[Records drawn from a dataset]
----------------------------------------

use std::time::Duration;

use anyhow::{Context, Result, bail};
use async_trait::async_trait;
use reqwest::Url;
use tracing::debug;

use stevedore_domain::MonitoringEvent;
use stevedore_ports::MonitoringSink;

const REQUEST_TIMEOUT: Duration = Duration::from_secs(10);

/// Posts each health event as JSON to a monitoring collector.
#[derive(Debug, Clone)]
pub struct HttpSink {
    client: reqwest::Client,
    url: Url,
}

impl HttpSink {
    pub fn new(url: &str) -> Result<Self> {
        let url = Url::parse(url).with_context(|| format!("invalid monitoring url {url:?}"))?;
        if !matches!(url.scheme(), "http" | "https") {
            bail!("monitoring url must use http or https, got {}", url.scheme());
        }
        let client = reqwest::Client::builder()
            .timeout(REQUEST_TIMEOUT)
            .build()
            .context("failed to build monitoring http client")?;
        Ok(Self { client, url })
    }

    pub fn url(&self) -> &str {
        self.url.as_str()
    }
}

#[async_trait]
impl MonitoringSink for HttpSink {
    async fn send(&self, event: MonitoringEvent) -> Result<()> {
        let response = self
            .client
            .post(self.url.clone())
            .json(&event)
            .send()
            .await
            .with_context(|| format!("failed to post health event to {}", self.url))?;
        let status = response.status();
        response
            .error_for_status()
            .with_context(|| format!("monitoring collector {} rejected health event", self.url))?;
        debug!(url = %self.url, %status, state = event.state.as_str(), "health event delivered");
        Ok(())
    }
}

#[cfg(test)]
mod tests {
    use super::*;
    use stevedore_domain::HealthReading;
    use tokio::io::{AsyncReadExt, AsyncWriteExt};
    use tokio::net::TcpListener;
    use tokio::sync::oneshot;

    fn critical_event() -> MonitoringEvent {
        let reading = HealthReading {
            ok: false,
            reason: Some("CONNECTION_LOST".to_string()),
            ttl_seconds: 15,
        };
        MonitoringEvent::from_reading("coordination-connection", &["master".to_string()], &reading)
    }

    /// Accepts one request, answers with `status_line` and hands back the body.
    async fn collector(status_line: &'static str) -> (String, oneshot::Receiver<String>) {
        let listener = TcpListener::bind("127.0.0.1:0").await.unwrap();
        let url = format!("http://{}/events", listener.local_addr().unwrap());
        let (tx, rx) = oneshot::channel();
        tokio::spawn(async move {
            let (mut socket, _) = listener.accept().await.unwrap();
            let mut buf = Vec::new();
            let mut chunk = [0u8; 1024];
            let body = loop {
                let read = socket.read(&mut chunk).await.unwrap();
                buf.extend_from_slice(&chunk[..read]);
                let text = String::from_utf8_lossy(&buf).to_string();
                if let Some(split) = text.find("\r\n\r\n") {
                    let length = text[..split]
                        .lines()
                        .find_map(|line| {
                            let (name, value) = line.split_once(':')?;
                            name.eq_ignore_ascii_case("content-length")
                                .then(|| value.trim().parse::<usize>().ok())
                                .flatten()
                        })
                        .unwrap_or(0);
                    if buf.len() >= split + 4 + length {
                        break text[split + 4..split + 4 + length].to_string();
                    }
                }
                if read == 0 {
                    break String::new();
                }
            };
            let response =
                format!("HTTP/1.1 {status_line}\r\ncontent-length: 0\r\nconnection: close\r\n\r\n");
            socket.write_all(response.as_bytes()).await.unwrap();
            let _ = tx.send(body);
        });
        (url, rx)
    }

    #[test]
    fn test_rejects_bad_urls() {
        assert!(HttpSink::new("not a url").is_err());
        assert!(HttpSink::new("ftp://collector/events").is_err());
        let sink = HttpSink::new("https://collector.internal/events").unwrap();
        assert_eq!(sink.url(), "https://collector.internal/events");
    }

    #[tokio::test]
    async fn test_posts_event_as_json() {
        let (url, body) = collector("204 No Content").await;
        let sink = HttpSink::new(&url).unwrap();

        sink.send(critical_event()).await.unwrap();

        let posted: serde_json::Value = serde_json::from_str(&body.await.unwrap()).unwrap();
        assert_eq!(posted["service"], "coordination-connection");
        assert_eq!(posted["state"], "critical");
        assert_eq!(posted["metric"], 0.0);
        assert_eq!(posted["ttl_seconds"], 15);
        assert_eq!(posted["description"], "CONNECTION_LOST");
        assert_eq!(posted["tags"][0], "master");
    }

    #[tokio::test]
    async fn test_error_status_is_reported() {
        let (url, _body) = collector("503 Service Unavailable").await;
        let sink = HttpSink::new(&url).unwrap();

        let err = sink.send(critical_event()).await.unwrap_err();
        assert!(err.to_string().contains("rejected health event"));
    }
}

----------------------------------------

> WORK INSTRUCTION: The data above must be repeated in its entirety, exactly as given.

> REPLY TO THE EXERCISE:
use std::time::Duration;

use anyhow::{Context, Result, bail};
use async_trait::async_trait;
use reqwest::Url;
use tracing::debug;

use stevedore_domain::MonitoringEvent;
use stevedore_ports::MonitoringSink;

const REQUEST_TIMEOUT: Duration = Duration::from_secs(10);

/// Posts each health event as JSON to a monitoring collector.
#[derive(Debug, Clone)]
pub struct HttpSink {
    client: reqwest::Client,
    url: Url,
}

impl HttpSink {
    pub fn new(url: &str) -> Result<Self> {
        let url = Url::parse(url).with_context(|| format!("invalid monitoring url {url:?}"))?;
        if !matches!(url.scheme(), "http" | "https") {
            bail!("monitoring url must use http or https, got {}", url.scheme());
        }
        let client = reqwest::Client::builder()
            .timeout(REQUEST_TIMEOUT)
            .build()
            .context("failed to build monitoring http client")?;
        Ok(Self { client, url })
    }

    pub fn url(&self) -> &str {
        self.url.as_str()
    }
}

#[async_trait]
impl MonitoringSink for HttpSink {
    async fn send(&self, event: MonitoringEvent) -> Result<()> {
        let response = self
            .client
            .post(self.url.clone())
            .json(&event)
            .send()
            .await
            .with_context(|| format!("failed to post health event to {}", self.url))?;
        let status = response.status();
        response
            .error_for_status()
            .with_context(|| format!("monitoring collector {} rejected health event", self.url))?;
        debug!(url = %self.url, %status, state = event.state.as_str(), "health event delivered");
        Ok(())
    }
}

#[cfg(test)]
mod tests {
    use super::*;
    use stevedore_domain::HealthReading;
    use tokio::io::{AsyncReadExt, AsyncWriteExt};
    use tokio::net::TcpListener;
    use tokio::sync::oneshot;

    fn critical_event() -> MonitoringEvent {
        let reading = HealthReading {
            ok: false,
            reason: Some("CONNECTION_LOST".to_string()),
            ttl_seconds: 15,
        };
        MonitoringEvent::from_reading("coordination-connection", &["master".to_string()], &reading)
    }

    /// Accepts one request, answers with `status_line` and hands back the body.
    async fn collector(status_line: &'static str) -> (String, oneshot::Receiver<String>) {
        let listener = TcpListener::bind("127.0.0.1:0").await.unwrap();
        let url = format!("http://{}/events", listener.local_addr().unwrap());
        let (tx, rx) = oneshot::channel();
        tokio::spawn(async move {
            let (mut socket, _) = listener.accept().await.unwrap();
            let mut buf = Vec::new();
            let mut chunk = [0u8; 1024];
            let body = loop {
                let read = socket.read(&mut chunk).await.unwrap();
                buf.extend_from_slice(&chunk[..read]);
                let text = String::from_utf8_lossy(&buf).to_string();
                if let Some(split) = text.find("\r\n\r\n") {
                    let length = text[..split]
                        .lines()
                        .find_map(|line| {
                            let (name, value) = line.split_once(':')?;
                            name.eq_ignore_ascii_case("content-length")
                                .then(|| value.trim().parse::<usize>().ok())
                                .flatten()
                        })
                        .unwrap_or(0);
                    if buf.len() >= split + 4 + length {
                        break text[split + 4..split + 4 + length].to_string();
                    }
                }
                if read == 0 {
                    break String::new();
                }
            };
            let response =
                format!("HTTP/1.1 {status_line}\r\ncontent-length: 0\r\nconnection: close\r\n\r\n");
            socket.write_all(response.as_bytes()).await.unwrap();
            let _ = tx.send(body);
        });
        (url, rx)
    }

    #[test]
    fn test_rejects_bad_urls() {
        assert!(HttpSink::new("not a url").is_err());
        assert!(HttpSink::new("ftp://collector/events").is_err());
        let sink = HttpSink::new("https://collector.internal/events").unwrap();
        assert_eq!(sink.url(), "https://collector.internal/events");
    }

    #[tokio::test]
    async fn test_posts_event_as_json() {
        let (url, body) = collector("204 No Content").await;
        let sink = HttpSink::new(&url).unwrap();

        sink.send(critical_event()).await.unwrap();

        let posted: serde_json::Value = serde_json::from_str(&body.await.unwrap()).unwrap();
        assert_eq!(posted["service"], "coordination-connection");
        assert_eq!(posted["state"], "critical");
        assert_eq!(posted["metric"], 0.0);
        assert_eq!(posted["ttl_seconds"], 15);
        assert_eq!(posted["description"], "CONNECTION_LOST");
        assert_eq!(posted["tags"][0], "master");
    }

    #[tokio::test]
    async fn test_error_status_is_reported() {
        let (url, _body) = collector("503 Service Unavailable").await;
        let sink = HttpSink::new(&url).unwrap();

        let err = sink.send(critical_event()).await.unwrap_err();
        assert!(err.to_string().contains("rejected health event"));
    }
}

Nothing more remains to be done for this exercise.